Lenten thoughts


The great advantage of Lent is that, faithfully observed, or rather, attempted, it makes havoc with all one's diurnal customs and habits.

This long season of fast and abstinence, into which what remains of western Christendom returned, on Ash Wednesday this last week – throws a spanner, purposefully, into our machine.

"Faithfully observed" is a broad concept, and while the church has traditionally provided strong suggestions on what we should give up, in the 40 days and nights, she has also accommodated personal circumstances. The old and the ill are not expected to fast, nor anyone to do anything that might endanger health. For this is not an athletic event, like running a marathon.

And, "the letter kills, but the spirit gives life." (2 Corinthians 3:6.) Or alternatively, so many other passages in Scripture, and in the Fathers and Doctors of the Church, tell us not to ignore the letter of the law. But they also speak of a Law much greater, beyond human language, spoken upon the breath of nature and into the conscience of mankind.

This is the Law of Love, according to the Christian teaching. The same St. Paul writes elsewhere to the Corinthians that, "if I distribute all my goods to feed the poor, and if I should deliver my body to be burned, and have not charity, it profits me nothing." Fast and abstinence cannot save you. Dieting cannot save you. Without love you are nothing.

Hence the part of the Lenten instructions that so many don't hear: the more important part. These are 40 days in which one's habitual selfishness is to be challenged, and one's attention turned outward to others' needs. Better than to skip dinner oneself, is to feed the hungry.

And in the broadest sense: for human beings are hungry in so many ways. In our country, even the humblest recipient of "public welfare" can find a meal somewhere. What he cannot find, and often does not expect, is to be loved by anyone.

To my mind – to my actual observation – the poorest people in the world do not live in Africa, or in remotest rural India, or in the slums of Third World cities. They live right here in North America, and in Europe, in the heart of a society that is apostate in the fullest spiritual sense. By the letter of the law, everyone who survives childbirth is "entitled" to basic food and clothing and shelter, in our "progressive" and "democratic" countries. Our charity is the letter of the law, only.

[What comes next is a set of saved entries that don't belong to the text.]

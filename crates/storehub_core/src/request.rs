//! Request payload shapes handed over by the transport layer.
//!
//! Field names follow the wire convention (camelCase). Payloads carry raw
//! strings; validation happens in the model when services consume them.

use crate::model::company::CompanyId;
use crate::service::error::ServiceError;
use serde::Deserialize;

/// Body of company create/update requests.
#[derive(Debug, Clone, PartialEq, Eq, Deserialize)]
#[serde(rename_all = "camelCase")]
pub struct CompanyPayload {
    /// Optional on create; on update it must match the target id when set.
    #[serde(default)]
    pub id: Option<CompanyId>,
    pub name: String,
}

impl CompanyPayload {
    /// Returns the name to apply to `target`, rejecting a mismatched body id.
    pub fn name_for_target(&self, target: CompanyId) -> Result<&str, ServiceError> {
        match self.id {
            Some(id) if id != target => Err(ServiceError::BadRequest(format!(
                "company id in path ({target}) and body ({id}) do not match"
            ))),
            _ => Ok(self.name.as_str()),
        }
    }
}

/// Body of store create requests. Owner comes from the tenant context.
#[derive(Debug, Clone, PartialEq, Eq, Deserialize)]
#[serde(rename_all = "camelCase")]
pub struct StoreCreatePayload {
    pub name: String,
    #[serde(default)]
    pub address: Option<String>,
}

/// Body of store update requests. Only name and address can change.
#[derive(Debug, Clone, PartialEq, Eq, Deserialize)]
#[serde(rename_all = "camelCase")]
pub struct StoreUpdatePayload {
    pub name: String,
    #[serde(default)]
    pub address: Option<String>,
}

#[cfg(test)]
mod tests {
    use super::CompanyPayload;
    use crate::service::error::{OutcomeKind, ServiceError};
    use uuid::Uuid;

    #[test]
    fn payload_without_id_applies_to_any_target() {
        let payload = CompanyPayload {
            id: None,
            name: "Acme".to_string(),
        };
        assert_eq!(payload.name_for_target(Uuid::new_v4()).unwrap(), "Acme");
    }

    #[test]
    fn mismatched_payload_id_is_bad_request() {
        let payload = CompanyPayload {
            id: Some(Uuid::new_v4()),
            name: "Acme".to_string(),
        };
        let err = payload.name_for_target(Uuid::new_v4()).unwrap_err();
        assert!(matches!(err, ServiceError::BadRequest(_)));
        assert_eq!(err.outcome(), OutcomeKind::BadRequest);
    }
}
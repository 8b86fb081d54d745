//! Company repository contract and SQLite implementation.
//!
//! # Responsibility
//! - Provide unscoped CRUD over the `companies` table.
//! - Own the cascade delete of a company and all of its stores.
//!
//! # Invariants
//! - Write paths validate the entity before any SQL mutation.
//! - `delete_company_cascade` removes the company row and every dependent
//!   store row in one immediate transaction, or nothing at all.

use super::{ensure_connection_ready, parse_uuid, RepoError, RepoResult};
use crate::model::company::{normalize_company_name, Company, CompanyId};
use rusqlite::{params, Connection, OptionalExtension, Row, Transaction, TransactionBehavior};

const COMPANY_SELECT_SQL: &str = "SELECT id, name FROM companies";

const REQUIRED_SCHEMA: &[(&str, &[&str])] = &[
    ("companies", &["id", "name"]),
    ("stores", &["id", "company_id"]),
];

/// Repository interface for company CRUD operations.
pub trait CompanyRepository {
    /// Inserts a new company and returns its id.
    fn create_company(&self, company: &Company) -> RepoResult<CompanyId>;
    /// Lists every company, ordered by name then id.
    fn list_companies(&self) -> RepoResult<Vec<Company>>;
    /// Gets one company by id.
    fn get_company(&self, id: CompanyId) -> RepoResult<Option<Company>>;
    /// Returns whether a company with `id` exists.
    fn company_exists(&self, id: CompanyId) -> RepoResult<bool>;
    /// Overwrites the company name. Fails with `CompanyNotFound` when absent.
    fn update_company_name(&self, id: CompanyId, name: &str) -> RepoResult<Company>;
    /// Deletes the company and all its stores atomically.
    ///
    /// Returns the number of stores removed with it.
    fn delete_company_cascade(&self, id: CompanyId) -> RepoResult<usize>;
}

/// SQLite-backed company repository.
pub struct SqliteCompanyRepository<'conn> {
    conn: &'conn Connection,
}

impl<'conn> SqliteCompanyRepository<'conn> {
    /// Constructs a repository from a migrated/ready connection.
    pub fn try_new(conn: &'conn Connection) -> RepoResult<Self> {
        ensure_connection_ready(conn, REQUIRED_SCHEMA)?;
        Ok(Self { conn })
    }
}

impl CompanyRepository for SqliteCompanyRepository<'_> {
    fn create_company(&self, company: &Company) -> RepoResult<CompanyId> {
        company.validate()?;

        self.conn.execute(
            "INSERT INTO companies (id, name) VALUES (?1, ?2);",
            params![company.id.to_string(), company.name.as_str()],
        )?;

        Ok(company.id)
    }

    fn list_companies(&self) -> RepoResult<Vec<Company>> {
        let mut stmt = self.conn.prepare(&format!(
            "{COMPANY_SELECT_SQL} ORDER BY name COLLATE NOCASE ASC, id ASC;"
        ))?;
        let mut rows = stmt.query([])?;
        let mut companies = Vec::new();
        while let Some(row) = rows.next()? {
            companies.push(parse_company_row(row)?);
        }
        Ok(companies)
    }

    fn get_company(&self, id: CompanyId) -> RepoResult<Option<Company>> {
        let mut stmt = self
            .conn
            .prepare(&format!("{COMPANY_SELECT_SQL} WHERE id = ?1;"))?;
        let mut rows = stmt.query([id.to_string()])?;
        if let Some(row) = rows.next()? {
            return Ok(Some(parse_company_row(row)?));
        }
        Ok(None)
    }

    fn company_exists(&self, id: CompanyId) -> RepoResult<bool> {
        company_exists_on(self.conn, id)
    }

    fn update_company_name(&self, id: CompanyId, name: &str) -> RepoResult<Company> {
        let name = normalize_company_name(name)?;

        let changed = self.conn.execute(
            "UPDATE companies SET name = ?2 WHERE id = ?1;",
            params![id.to_string(), name.as_str()],
        )?;

        if changed == 0 {
            return Err(RepoError::CompanyNotFound(id));
        }

        Ok(Company { id, name })
    }

    fn delete_company_cascade(&self, id: CompanyId) -> RepoResult<usize> {
        let id_text = id.to_string();
        let tx = Transaction::new_unchecked(self.conn, TransactionBehavior::Immediate)?;
        if !company_exists_on(&tx, id)? {
            return Err(RepoError::CompanyNotFound(id));
        }

        let removed_stores = tx.execute(
            "DELETE FROM stores WHERE company_id = ?1;",
            [id_text.as_str()],
        )?;
        tx.execute("DELETE FROM companies WHERE id = ?1;", [id_text.as_str()])?;

        tx.commit()?;
        Ok(removed_stores)
    }
}

/// Existence check usable on a plain connection or inside a transaction.
pub(crate) fn company_exists_on(conn: &Connection, id: CompanyId) -> RepoResult<bool> {
    let found = conn
        .query_row(
            "SELECT 1 FROM companies WHERE id = ?1;",
            [id.to_string()],
            |row| row.get::<_, i64>(0),
        )
        .optional()?;
    Ok(found.is_some())
}

fn parse_company_row(row: &Row<'_>) -> RepoResult<Company> {
    let id_text: String = row.get("id")?;
    let company = Company {
        id: parse_uuid(&id_text, "companies.id")?,
        name: row.get("name")?,
    };
    company.validate()?;
    Ok(company)
}
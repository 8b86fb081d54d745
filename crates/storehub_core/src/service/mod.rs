//! Core use-case services.
//!
//! # Responsibility
//! - Orchestrate repository calls into use-case level APIs.
//! - Turn repository outcomes into categorized `ServiceError`s for the
//!   transport layer.
//!
//! # Invariants
//! - `CompanyService` never consults tenant state.
//! - `StoreService` rejects an unresolved tenant before touching storage.

pub mod company_service;
pub mod error;
pub mod store_service;
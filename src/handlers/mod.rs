pub mod check_generation;
pub mod health;
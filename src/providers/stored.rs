use async_trait::async_trait;
use tracing::warn;

use crate::db::database::Database;
use crate::providers::source::{SubTaskStatus, TaskStatusSource};

/// Status source for providers that deliver results through a webhook.
///
/// Their images land in `generated_images` through a separate ingestion path,
/// so a task counts as done as soon as rows carrying its id exist.
#[derive(Clone)]
pub struct DatabaseBackedSource {
    db: Database,
}

impl DatabaseBackedSource {
    pub fn new(db: Database) -> Self {
        DatabaseBackedSource { db }
    }
}

#[async_trait]
impl TaskStatusSource for DatabaseBackedSource {
    fn name(&self) -> &'static str {
        "webhook"
    }

    async fn fetch_status(&self, task_id: &str) -> SubTaskStatus {
        match self.db.find_image_urls_by_task_id(task_id).await {
            Ok(urls) if urls.is_empty() => SubTaskStatus::queued(task_id),
            Ok(urls) => SubTaskStatus::succeeded(task_id, urls),
            Err(err) => {
                warn!("Failed to read stored images for task {task_id}: {err}");
                SubTaskStatus::failed(task_id, format!("Failed to read stored images: {err}"))
            }
        }
    }
}
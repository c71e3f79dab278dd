use std::fs;
use std::path::Path;

use tracing_appender::non_blocking::WorkerGuard;
use tracing_subscriber::filter::{LevelFilter, Targets};
use tracing_subscriber::layer::SubscriberExt;
use tracing_subscriber::util::SubscriberInitExt;
use tracing_subscriber::{fmt, Layer, Registry};

use crate::config::CONFIG;
use crate::utils::timing::TIMING_TARGET;

const LOGS_DIR: &str = "logs";

type BoxedLayer = Box<dyn Layer<Registry> + Send + Sync>;

/// A daily-rolled file under `logs/`.
struct LogFile {
    name: &'static str,
    json: bool,
    timing: bool,
}

const LOG_FILES: [LogFile; 4] = [
    LogFile { name: "server.log", json: false, timing: false },
    LogFile { name: "server.jsonl", json: true, timing: false },
    LogFile { name: "timing.log", json: false, timing: true },
    LogFile { name: "timing.jsonl", json: true, timing: true },
];

/// Keeps the non-blocking file writers flushing until dropped.
pub struct LoggingGuards {
    _guards: Vec<WorkerGuard>,
}

fn parse_log_level(value: &str) -> LevelFilter {
    match value.trim().to_lowercase().as_str() {
        "trace" => LevelFilter::TRACE,
        "debug" => LevelFilter::DEBUG,
        "info" => LevelFilter::INFO,
        "warn" | "warning" => LevelFilter::WARN,
        "error" => LevelFilter::ERROR,
        "off" => LevelFilter::OFF,
        _ => LevelFilter::INFO,
    }
}

fn general_targets(level: LevelFilter) -> Targets {
    Targets::new()
        .with_default(level)
        .with_target(TIMING_TARGET, LevelFilter::OFF)
        .with_target("hyper", LevelFilter::WARN)
        .with_target("hyper_util", LevelFilter::WARN)
        .with_target("hyper_util::client::legacy::pool", LevelFilter::WARN)
        .with_target("reqwest", LevelFilter::WARN)
        .with_target("sqlx::query", LevelFilter::WARN)
}

fn timing_targets() -> Targets {
    Targets::new()
        .with_default(LevelFilter::OFF)
        .with_target(TIMING_TARGET, LevelFilter::INFO)
}

fn file_layer(logs_dir: &Path, file: &LogFile, general: &Targets) -> (BoxedLayer, WorkerGuard) {
    let appender = tracing_appender::rolling::daily(logs_dir, file.name);
    let (writer, guard) = tracing_appender::non_blocking(appender);
    let filter = if file.timing {
        timing_targets()
    } else {
        general.clone()
    };

    let layer = if file.json {
        fmt::layer()
            .json()
            .with_writer(writer)
            .with_filter(filter)
            .boxed()
    } else {
        fmt::layer()
            .with_writer(writer)
            .with_ansi(false)
            .with_filter(filter)
            .boxed()
    };
    (layer, guard)
}

pub fn init_logging() -> LoggingGuards {
    let logs_dir = Path::new(LOGS_DIR);
    if let Err(err) = fs::create_dir_all(logs_dir) {
        eprintln!("Failed to create logs directory: {err}");
    }

    let general = general_targets(parse_log_level(&CONFIG.log_level));
    let mut layers: Vec<BoxedLayer> = vec![fmt::layer()
        .with_writer(std::io::stdout)
        .with_filter(general.clone())
        .boxed()];
    let mut guards = Vec::with_capacity(LOG_FILES.len());

    for file in &LOG_FILES {
        let (layer, guard) = file_layer(logs_dir, file, &general);
        layers.push(layer);
        guards.push(guard);
    }

    tracing_subscriber::registry().with(layers).init();

    LoggingGuards { _guards: guards }
}

#[cfg(test)]
mod tests {
    use super::*;

    #[test]
    fn unknown_levels_default_to_info() {
        assert_eq!(parse_log_level("WARNING"), LevelFilter::WARN);
        assert_eq!(parse_log_level(" debug "), LevelFilter::DEBUG);
        assert_eq!(parse_log_level("loud"), LevelFilter::INFO);
    }

    #[test]
    fn timing_lines_stay_out_of_general_logs() {
        let general = general_targets(LevelFilter::DEBUG);
        assert!(!general.would_enable(TIMING_TARGET, &tracing::Level::INFO));
        assert!(general.would_enable("generation_tracker", &tracing::Level::DEBUG));
        assert!(!general.would_enable("sqlx::query", &tracing::Level::INFO));

        let timing = timing_targets();
        assert!(timing.would_enable(TIMING_TARGET, &tracing::Level::INFO));
        assert!(!timing.would_enable("generation_tracker", &tracing::Level::INFO));
    }
}
use anyhow::{anyhow, Result};
use sqlx::SqliteConnection;
use tracing::info;

/// Credits `amount` tokens back to `user_id` and records a ledger entry.
///
/// Runs on the caller's connection so it can share a transaction with the
/// write that decided the refund is owed.
pub async fn refund_tokens(
    conn: &mut SqliteConnection,
    user_id: &str,
    amount: i64,
    reason: &str,
) -> Result<()> {
    if amount <= 0 {
        return Err(anyhow!("refund amount must be positive, got {amount}"));
    }

    sqlx::query(
        "INSERT INTO user_tokens (user_id, balance) VALUES (?, ?) \
         ON CONFLICT(user_id) DO UPDATE SET \
         balance = balance + excluded.balance, \
         updated_at = CURRENT_TIMESTAMP",
    )
    .bind(user_id)
    .bind(amount)
    .execute(&mut *conn)
    .await?;

    sqlx::query(
        "INSERT INTO token_transactions (user_id, amount, kind, reason) VALUES (?, ?, 'refund', ?)",
    )
    .bind(user_id)
    .bind(amount)
    .bind(reason)
    .execute(&mut *conn)
    .await?;

    info!("Refunded {amount} tokens to user {user_id}: {reason}");
    Ok(())
}

pub fn refund_reason(task_key: &str) -> String {
    format!("Refund for failed image generation (task {task_key})")
}

#[cfg(test)]
mod tests {
    use super::*;
    use crate::db::database::Database;

    async fn balance(db: &Database, user_id: &str) -> i64 {
        sqlx::query_scalar("SELECT balance FROM user_tokens WHERE user_id = ?")
            .bind(user_id)
            .fetch_one(db.pool())
            .await
            .unwrap()
    }

    #[tokio::test]
    async fn refunds_accumulate_on_balance() {
        let db = Database::init_in_memory().await;
        let mut conn = db.pool().acquire().await.unwrap();

        refund_tokens(&mut conn, "user-1", 50, "first").await.unwrap();
        refund_tokens(&mut conn, "user-1", 25, "second").await.unwrap();
        drop(conn);

        assert_eq!(balance(&db, "user-1").await, 75);
        let rows = db.refund_rows("user-1").await;
        assert_eq!(
            rows,
            vec![(50, "first".to_string()), (25, "second".to_string())]
        );
    }

    #[tokio::test]
    async fn rejects_non_positive_amounts() {
        let db = Database::init_in_memory().await;
        let mut conn = db.pool().acquire().await.unwrap();

        assert!(refund_tokens(&mut conn, "user-1", 0, "noop").await.is_err());
    }

    #[test]
    fn reason_mentions_task() {
        assert_eq!(
            refund_reason("abc,def"),
            "Refund for failed image generation (task abc,def)"
        );
    }
}
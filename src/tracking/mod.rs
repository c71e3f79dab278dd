pub mod aggregator;
pub mod settlement;
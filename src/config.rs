use std::env;

use anyhow::{anyhow, Result};
use once_cell::sync::Lazy;
use tracing::warn;
use url::Url;

pub const DEFAULT_NOVITA_BASE_URL: &str = "https://api.novita.ai";
pub const DEFAULT_WEBHOOK_TASK_PREFIX: &str = "webhook_";
pub const DEFAULT_API_KEY_SETTING: &str = "novita_api_key";

#[derive(Debug, Clone)]
pub struct Config {
    pub log_level: String,
    pub bind_address: String,
    pub database_url: String,
    pub database_max_connections: u32,
    pub novita_api_key: String,
    pub novita_base_url: String,
    pub vendor_request_timeout_seconds: u64,
    pub webhook_task_prefix: String,
    pub api_key_setting_name: String,
}

pub static CONFIG: Lazy<Config> =
    Lazy::new(|| Config::load().expect("Failed to load configuration"));

fn env_string(name: &str, default: &str) -> String {
    env::var(name).unwrap_or_else(|_| default.to_string())
}

fn env_u64(name: &str, default: u64) -> u64 {
    env::var(name)
        .ok()
        .and_then(|value| value.parse::<u64>().ok())
        .unwrap_or(default)
}

fn env_u32(name: &str, default: u32) -> u32 {
    env::var(name)
        .ok()
        .and_then(|value| value.parse::<u32>().ok())
        .unwrap_or(default)
}

fn normalize_database_url(value: String) -> String {
    if value.starts_with("sqlite+aiosqlite://") {
        return value.replacen("sqlite+aiosqlite://", "sqlite://", 1);
    }
    value
}

fn normalize_base_url(value: &str) -> Result<String> {
    let trimmed = value.trim().trim_end_matches('/');
    let parsed =
        Url::parse(trimmed).map_err(|err| anyhow!("Invalid NOVITA_BASE_URL '{value}': {err}"))?;
    if !matches!(parsed.scheme(), "http" | "https") {
        return Err(anyhow!(
            "NOVITA_BASE_URL must use http or https, got '{}'",
            parsed.scheme()
        ));
    }
    Ok(trimmed.to_string())
}

fn normalize_prefix(value: String) -> String {
    let trimmed = value.trim();
    if trimmed.is_empty() {
        warn!(
            "WEBHOOK_TASK_PREFIX is empty; defaulting to '{}'.",
            DEFAULT_WEBHOOK_TASK_PREFIX
        );
        return DEFAULT_WEBHOOK_TASK_PREFIX.to_string();
    }
    trimmed.to_string()
}

impl Config {
    pub fn load() -> Result<Self> {
        let novita_base_url =
            normalize_base_url(&env_string("NOVITA_BASE_URL", DEFAULT_NOVITA_BASE_URL))?;

        Ok(Config {
            log_level: env_string("LOG_LEVEL", "info").to_lowercase(),
            bind_address: env_string("BIND_ADDRESS", "0.0.0.0:8080"),
            database_url: normalize_database_url(env_string(
                "DATABASE_URL",
                "sqlite://generation.db?mode=rwc",
            )),
            database_max_connections: env_u32("DATABASE_MAX_CONNECTIONS", 5).max(1),
            novita_api_key: env_string("NOVITA_API_KEY", "").trim().to_string(),
            novita_base_url,
            vendor_request_timeout_seconds: env_u64("VENDOR_REQUEST_TIMEOUT_SECONDS", 30),
            webhook_task_prefix: normalize_prefix(env_string(
                "WEBHOOK_TASK_PREFIX",
                DEFAULT_WEBHOOK_TASK_PREFIX,
            )),
            api_key_setting_name: env_string("API_KEY_SETTING_NAME", DEFAULT_API_KEY_SETTING),
        })
    }
}

#[cfg(test)]
mod tests {
    use super::*;

    #[test]
    fn rewrites_python_style_sqlite_urls() {
        assert_eq!(
            normalize_database_url("sqlite+aiosqlite:///bot.db".to_string()),
            "sqlite:///bot.db"
        );
        assert_eq!(
            normalize_database_url("sqlite://generation.db".to_string()),
            "sqlite://generation.db"
        );
    }

    #[test]
    fn base_url_loses_trailing_slash() {
        assert_eq!(
            normalize_base_url("https://api.novita.ai/").unwrap(),
            "https://api.novita.ai"
        );
    }

    #[test]
    fn rejects_non_http_base_url() {
        assert!(normalize_base_url("ftp://api.novita.ai").is_err());
        assert!(normalize_base_url("not a url").is_err());
    }

    #[test]
    fn blank_prefix_falls_back_to_default() {
        assert_eq!(normalize_prefix("   ".to_string()), DEFAULT_WEBHOOK_TASK_PREFIX);
        assert_eq!(normalize_prefix(" sd_ ".to_string()), "sd_");
    }
}
use once_cell::sync::Lazy;
use reqwest::Client;
use std::time::Duration;

use crate::config::CONFIG;

static HTTP_CLIENT: Lazy<Client> = Lazy::new(|| {
    build_http_client(CONFIG.vendor_request_timeout_seconds)
        .expect("Failed to build HTTP client")
});

pub fn build_http_client(timeout_seconds: u64) -> reqwest::Result<Client> {
    let mut builder = Client::builder().gzip(true).brotli(true);
    if timeout_seconds > 0 {
        builder = builder.timeout(Duration::from_secs(timeout_seconds));
    }
    builder.build()
}

pub fn get_http_client() -> &'static Client {
    &HTTP_CLIENT
}
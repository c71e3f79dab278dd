pub mod database;
pub mod models;
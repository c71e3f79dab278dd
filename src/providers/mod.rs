pub mod novita;
pub mod source;
pub mod stored;

use std::sync::Arc;

pub use novita::HttpVendorSource;
pub use source::{SubTaskStatus, TaskStatusSource, VendorTaskState};
pub use stored::DatabaseBackedSource;

/// Routes each task id to the source that can answer for it.
#[derive(Clone)]
pub struct SourceSelector {
    webhook_prefix: String,
    stored: Arc<dyn TaskStatusSource>,
    vendor: Option<Arc<dyn TaskStatusSource>>,
}

impl SourceSelector {
    pub fn new(webhook_prefix: &str, stored: Arc<dyn TaskStatusSource>) -> Self {
        SourceSelector {
            webhook_prefix: webhook_prefix.to_string(),
            stored,
            vendor: None,
        }
    }

    pub fn with_vendor(mut self, vendor: Arc<dyn TaskStatusSource>) -> Self {
        self.vendor = Some(vendor);
        self
    }

    pub fn is_webhook_task(&self, task_id: &str) -> bool {
        task_id.starts_with(&self.webhook_prefix)
    }

    pub fn needs_vendor(&self, task_ids: &[String]) -> bool {
        task_ids.iter().any(|task_id| !self.is_webhook_task(task_id))
    }

    pub fn source_for(&self, task_id: &str) -> Option<&dyn TaskStatusSource> {
        if self.is_webhook_task(task_id) {
            Some(self.stored.as_ref())
        } else {
            self.vendor.as_deref()
        }
    }
}
impl Database {
    pub async fn init(database_url: &str, max_connections: u32) -> Result<Self> {
        let pool = SqlitePoolOptions::new()
            .max_connections(max_connections.max(1))
            .connect(database_url)
            .await?;

        create_schema(&pool).await?;
        info!("Database tables created successfully");

        let (sender, receiver) = mpsc::channel(PROGRESS_QUEUE_CAPACITY);
        let writer_pool = pool.clone();
        tokio::spawn(async move {
            progress_writer(writer_pool, receiver).await;
        });

        info!("Progress writer task started");

        Ok(Database { pool, sender })
    }

    /// Queues a progress hint without waiting on the database. A full queue
    /// drops the hint; the next poll will send a fresher one.
    pub fn queue_progress_update(&self, update: ProgressUpdate) -> Result<()> {
        self.sender
            .try_send(update)
            .map_err(|err| anyhow::anyhow!("Failed to queue progress update: {err}"))
    }

    pub async fn health_check(&self) -> Result<()> {
        sqlx::query("SELECT 1").execute(&self.pool).await?;
        Ok(())
    }

    pub fn queue_max_capacity(&self) -> usize {
        self.sender.max_capacity()
    }

    pub fn queue_available_capacity(&self) -> usize {
        self.sender.capacity()
    }

    pub fn queue_len(&self) -> usize {
        self.queue_max_capacity()
            .saturating_sub(self.queue_available_capacity())
    }

    pub async fn get_setting(&self, key: &str) -> Result<Option<String>> {
        let value = sqlx::query_scalar::<_, String>("SELECT value FROM settings WHERE key = ?")
            .bind(key)
            .fetch_optional(&self.pool)
            .await?;
        Ok(value)
    }

    pub async fn get_generation_task(&self, task_id: &str) -> Result<Option<GenerationTaskRow>> {
        let row = sqlx::query_as::<_, GenerationTaskRow>(
            "SELECT id, task_id, user_id, tokens_deducted, status, progress, error_message, refunded, created_at, updated_at \
             FROM generation_tasks WHERE task_id = ?",
        )
        .bind(task_id)
        .fetch_optional(&self.pool)
        .await?;
        Ok(row)
    }

    /// Returns true when this call moved the task into `succeeded`.
    pub async fn mark_task_succeeded(&self, task_id: &str) -> Result<bool> {
        let result = sqlx::query(
            "UPDATE generation_tasks \
             SET status = ?, progress = 100, updated_at = CURRENT_TIMESTAMP \
             WHERE task_id = ? AND status IN (?, ?)",
        )
        .bind(TaskStatus::Succeeded.as_str())
        .bind(task_id)
        .bind(TaskStatus::IN_FLIGHT[0].as_str())
        .bind(TaskStatus::IN_FLIGHT[1].as_str())
        .execute(&self.pool)
        .await?;
        Ok(result.rows_affected() > 0)
    }

    /// Marks the task failed and refunds its tokens at most once.
    ///
    /// The conditional update is the only gate for the refund: a poll that
    /// does not get a row back from it never touches the ledger. Both writes
    /// share one transaction.
    pub async fn settle_task_failed(
        &self,
        task_id: &str,
        error_message: &str,
        refund_reason: &str,
    ) -> Result<FailureSettlement> {
        let mut tx = self.pool.begin().await?;

        let claim = sqlx::query_as::<_, FailedTaskClaim>(
            "UPDATE generation_tasks \
             SET status = ?, error_message = ?, \
                 refunded = CASE WHEN tokens_deducted > 0 THEN 1 ELSE 0 END, \
                 updated_at = CURRENT_TIMESTAMP \
             WHERE task_id = ? AND status IN (?, ?) \
             RETURNING user_id, tokens_deducted",
        )
        .bind(TaskStatus::Failed.as_str())
        .bind(error_message)
        .bind(task_id)
        .bind(TaskStatus::IN_FLIGHT[0].as_str())
        .bind(TaskStatus::IN_FLIGHT[1].as_str())
        .fetch_optional(&mut *tx)
        .await?;

        let Some(claim) = claim else {
            tx.rollback().await?;
            return Ok(match self.get_generation_task(task_id).await? {
                Some(row) => FailureSettlement::AlreadySettled {
                    refunded: row.refunded,
                },
                None => FailureSettlement::NotTracked,
            });
        };

        if claim.tokens_deducted <= 0 {
            tx.commit().await?;
            return Ok(FailureSettlement::FailedWithoutRefund);
        }

        refund_tokens(&mut *tx, &claim.user_id, claim.tokens_deducted, refund_reason).await?;
        tx.commit().await?;

        Ok(FailureSettlement::Refunded {
            user_id: claim.user_id,
            amount: claim.tokens_deducted,
        })
    }

    /// Inserts images, skipping URLs the user already has. Returns the number
    /// of rows actually written. Either every row lands or none does.
    pub async fn insert_generated_images(&self, images: &[GeneratedImageInsert]) -> Result<u64> {
        let mut tx = self.pool.begin().await?;
        let mut inserted = 0;
        for image in images {
            let result = sqlx::query(
                "INSERT OR IGNORE INTO generated_images \
                 (user_id, character_id, image_url, prompt, source, task_id) \
                 VALUES (?, ?, ?, ?, ?, ?)",
            )
            .bind(&image.user_id)
            .bind(&image.character_id)
            .bind(&image.image_url)
            .bind(&image.prompt)
            .bind(&image.source)
            .bind(&image.task_id)
            .execute(&mut *tx)
            .await?;
            inserted += result.rows_affected();
        }
        tx.commit().await?;
        Ok(inserted)
    }

    pub async fn find_image_urls_by_task_id(&self, task_id: &str) -> Result<Vec<String>> {
        let urls = sqlx::query_scalar::<_, String>(
            "SELECT image_url FROM generated_images WHERE task_id = ? ORDER BY id ASC",
        )
        .bind(task_id)
        .fetch_all(&self.pool)
        .await?;
        Ok(urls)
    }

    #[cfg(test)]
    pub fn pool(&self) -> &SqlitePool {
        &self.pool
    }
}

I have seen through my own eyes the most desperately "poor" people – by statistical, western standards – happy in themselves, happy in their families, and free of resentment at fate. I have seen mothers with ten times the children, and one-tenth the income, of their emancipated sisters in the West – yet with joy in their faces. And if you read what feminists will say in response to this, you may see more clearly just what I mean.

There are women, as men, who will not be loved, and cannot be reached by any kindness – in every country of the world. But for those of goodwill, love makes the difference. My point was that a woman bathed in the love of her own children becomes different in kind from a woman enjoying only the formal (and legislated) respect of her professional colleagues. Which is to say nothing at all, at least nothing directly, about "the role of women." I am drawing attention to a forgotten reality.

Frailty and dependency is what I'm selling here: the frail human love through which, by grace, we may begin to be "rolled," as Dante described it, "by the Love that moves the sun and the other stars."

Likewise with men. For while they have not the ability to bear children, nor quite the capacity for nurturing empathy that nature has supplied with that, a man struggling through the cold war of modern office life has only ego to sustain him, when he is unloved; when he has no others to live for.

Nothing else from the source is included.